===== Given records

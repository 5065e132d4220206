use std::time::Duration;

use async_trait::async_trait;
use duoadmin_core::{RawResponse, SignedRequest, Transport};
use duoadmin_domain::{AdminError, ClientConfig, HttpMethod, Result};
use reqwest::{Client as ReqwestClient, Method};
use tracing::debug;

use crate::errors::transport_failure;

/// reqwest-backed [`Transport`].
///
/// Sends exactly one exchange per call; retries belong to the service. The
/// caller-side timeout covers connect, send and reading the whole body.
#[derive(Clone)]
pub struct HttpTransport {
    client: ReqwestClient,
    timeout: Duration,
    base_url: Option<String>,
}

impl HttpTransport {
    /// Start building a new transport.
    pub fn builder() -> HttpTransportBuilder {
        HttpTransportBuilder::default()
    }

    /// Convenience constructor with default configuration.
    pub fn new() -> Result<Self> {
        Self::builder().build()
    }

    /// Build from the timeout and user agent in `config`.
    pub fn from_config(config: &ClientConfig) -> Result<Self> {
        Self::builder()
            .timeout(Duration::from_secs(config.timeout_secs))
            .user_agent(config.user_agent.clone())
            .build()
    }

    pub fn timeout(&self) -> Duration {
        self.timeout
    }

    fn target_url(&self, request: &SignedRequest) -> String {
        match &self.base_url {
            Some(base) => format!("{}{}", base.trim_end_matches('/'), request.path_and_query()),
            None => request.url(),
        }
    }

    async fn exchange(&self, request: &SignedRequest) -> std::result::Result<RawResponse, reqwest::Error> {
        let mut builder = self.client.request(to_reqwest(request.method), self.target_url(request));
        for (name, value) in &request.headers {
            builder = builder.header(name.as_str(), value.as_str());
        }
        if let Some(body) = &request.body {
            builder = builder.body(body.clone());
        }

        let response = builder.send().await?;
        let status = response.status().as_u16();
        let body = response.bytes().await?;
        Ok(RawResponse::new(status, body.to_vec()))
    }
}

#[async_trait]
impl Transport for HttpTransport {
    async fn send(&self, request: &SignedRequest) -> Result<RawResponse> {
        debug!(method = %request.method, path = %request.path, "sending HTTP request");

        match tokio::time::timeout(self.timeout, self.exchange(request)).await {
            Ok(Ok(raw)) => {
                debug!(
                    method = %request.method,
                    path = %request.path,
                    status = raw.status,
                    bytes = raw.body.len(),
                    "received HTTP response"
                );
                Ok(raw)
            }
            Ok(Err(err)) => {
                debug!(method = %request.method, path = %request.path, error = %err, "HTTP request failed");
                Err(transport_failure(&err, request.summary()))
            }
            Err(_) => {
                debug!(method = %request.method, path = %request.path, "HTTP request timed out");
                Err(AdminError::Transport {
                    request: request.summary(),
                    message: format!(
                        "no response within {} ms; outcome unknown",
                        self.timeout.as_millis()
                    ),
                })
            }
        }
    }
}

fn to_reqwest(method: HttpMethod) -> Method {
    match method {
        HttpMethod::Get => Method::GET,
        HttpMethod::Post => Method::POST,
        HttpMethod::Put => Method::PUT,
        HttpMethod::Delete => Method::DELETE,
    }
}

/// Builder for [`HttpTransport`].
#[derive(Debug)]
pub struct HttpTransportBuilder {
    timeout: Duration,
    user_agent: Option<String>,
    base_url: Option<String>,
}

impl Default for HttpTransportBuilder {
    fn default() -> Self {
        Self { timeout: Duration::from_secs(30), user_agent: None, base_url: None }
    }
}

impl HttpTransportBuilder {
    pub fn timeout(mut self, timeout: Duration) -> Self {
        self.timeout = timeout;
        self
    }

    pub fn user_agent(mut self, agent: impl Into<String>) -> Self {
        self.user_agent = Some(agent.into());
        self
    }

    /// Send to `url` + path instead of `https://{api host}` + path.
    ///
    /// The signature still covers the configured API host; this is for
    /// local test servers and forwarding proxies.
    pub fn base_url(mut self, url: impl Into<String>) -> Self {
        self.base_url = Some(url.into());
        self
    }

    pub fn build(self) -> Result<HttpTransport> {
        let mut builder = ReqwestClient::builder().timeout(self.timeout);

        if let Some(agent) = self.user_agent {
            builder = builder.user_agent(agent);
        }

        let client = builder
            .build()
            .map_err(|err| AdminError::Config(format!("failed to build HTTP client: {err}")))?;

        Ok(HttpTransport { client, timeout: self.timeout, base_url: self.base_url })
    }
}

==========

### Aim of the exercise
The answer must be all of the entries, restated exactly.

### Written solution
repository 5065e132d4220206
use std::time::Duration;

use async_trait::async_trait;
use duoadmin_core::{RawResponse, SignedRequest, Transport};
use duoadmin_domain::{AdminError, ClientConfig, HttpMethod, Result};
use reqwest::{Client as ReqwestClient, Method};
use tracing::debug;

use crate::errors::transport_failure;

/// reqwest-backed [`Transport`].
///
/// Sends exactly one exchange per call; retries belong to the service. The
/// caller-side timeout covers connect, send and reading the whole body.
#[derive(Clone)]
pub struct HttpTransport {
    client: ReqwestClient,
    timeout: Duration,
    base_url: Option<String>,
}

impl HttpTransport {
    /// Start building a new transport.
    pub fn builder() -> HttpTransportBuilder {
        HttpTransportBuilder::default()
    }

    /// Convenience constructor with default configuration.
    pub fn new() -> Result<Self> {
        Self::builder().build()
    }

    /// Build from the timeout and user agent in `config`.
    pub fn from_config(config: &ClientConfig) -> Result<Self> {
        Self::builder()
            .timeout(Duration::from_secs(config.timeout_secs))
            .user_agent(config.user_agent.clone())
            .build()
    }

    pub fn timeout(&self) -> Duration {
        self.timeout
    }

    fn target_url(&self, request: &SignedRequest) -> String {
        match &self.base_url {
            Some(base) => format!("{}{}", base.trim_end_matches('/'), request.path_and_query()),
            None => request.url(),
        }
    }

    async fn exchange(&self, request: &SignedRequest) -> std::result::Result<RawResponse, reqwest::Error> {
        let mut builder = self.client.request(to_reqwest(request.method), self.target_url(request));
        for (name, value) in &request.headers {
            builder = builder.header(name.as_str(), value.as_str());
        }
        if let Some(body) = &request.body {
            builder = builder.body(body.clone());
        }

        let response = builder.send().await?;
        let status = response.status().as_u16();
        let body = response.bytes().await?;
        Ok(RawResponse::new(status, body.to_vec()))
    }
}

#[async_trait]
impl Transport for HttpTransport {
    async fn send(&self, request: &SignedRequest) -> Result<RawResponse> {
        debug!(method = %request.method, path = %request.path, "sending HTTP request");

        match tokio::time::timeout(self.timeout, self.exchange(request)).await {
            Ok(Ok(raw)) => {
                debug!(
                    method = %request.method,
                    path = %request.path,
                    status = raw.status,
                    bytes = raw.body.len(),
                    "received HTTP response"
                );
                Ok(raw)
            }
            Ok(Err(err)) => {
                debug!(method = %request.method, path = %request.path, error = %err, "HTTP request failed");
                Err(transport_failure(&err, request.summary()))
            }
            Err(_) => {
                debug!(method = %request.method, path = %request.path, "HTTP request timed out");
                Err(AdminError::Transport {
                    request: request.summary(),
                    message: format!(
                        "no response within {} ms; outcome unknown",
                        self.timeout.as_millis()
                    ),
                })
            }
        }
    }
}

fn to_reqwest(method: HttpMethod) -> Method {
    match method {
        HttpMethod::Get => Method::GET,
        HttpMethod::Post => Method::POST,
        HttpMethod::Put => Method::PUT,
        HttpMethod::Delete => Method::DELETE,
    }
}

/// Builder for [`HttpTransport`].
#[derive(Debug)]
pub struct HttpTransportBuilder {
    timeout: Duration,
    user_agent: Option<String>,
    base_url: Option<String>,
}

impl Default for HttpTransportBuilder {
    fn default() -> Self {
        Self { timeout: Duration::from_secs(30), user_agent: None, base_url: None }
    }
}

impl HttpTransportBuilder {
    pub fn timeout(mut self, timeout: Duration) -> Self {
        self.timeout = timeout;
        self
    }

    pub fn user_agent(mut self, agent: impl Into<String>) -> Self {
        self.user_agent = Some(agent.into());
        self
    }

    /// Send to `url` + path instead of `https://{api host}` + path.
    ///
    /// The signature still covers the configured API host; this is for
    /// local test servers and forwarding proxies.
    pub fn base_url(mut self, url: impl Into<String>) -> Self {
        self.base_url = Some(url.into());
        self
    }

    pub fn build(self) -> Result<HttpTransport> {
        let mut builder = ReqwestClient::builder().timeout(self.timeout);

        if let Some(agent) = self.user_agent {
            builder = builder.user_agent(agent);
        }

        let client = builder
            .build()
            .map_err(|err| AdminError::Config(format!("failed to build HTTP client: {err}")))?;

        Ok(HttpTransport { client, timeout: self.timeout, base_url: self.base_url })
    }
}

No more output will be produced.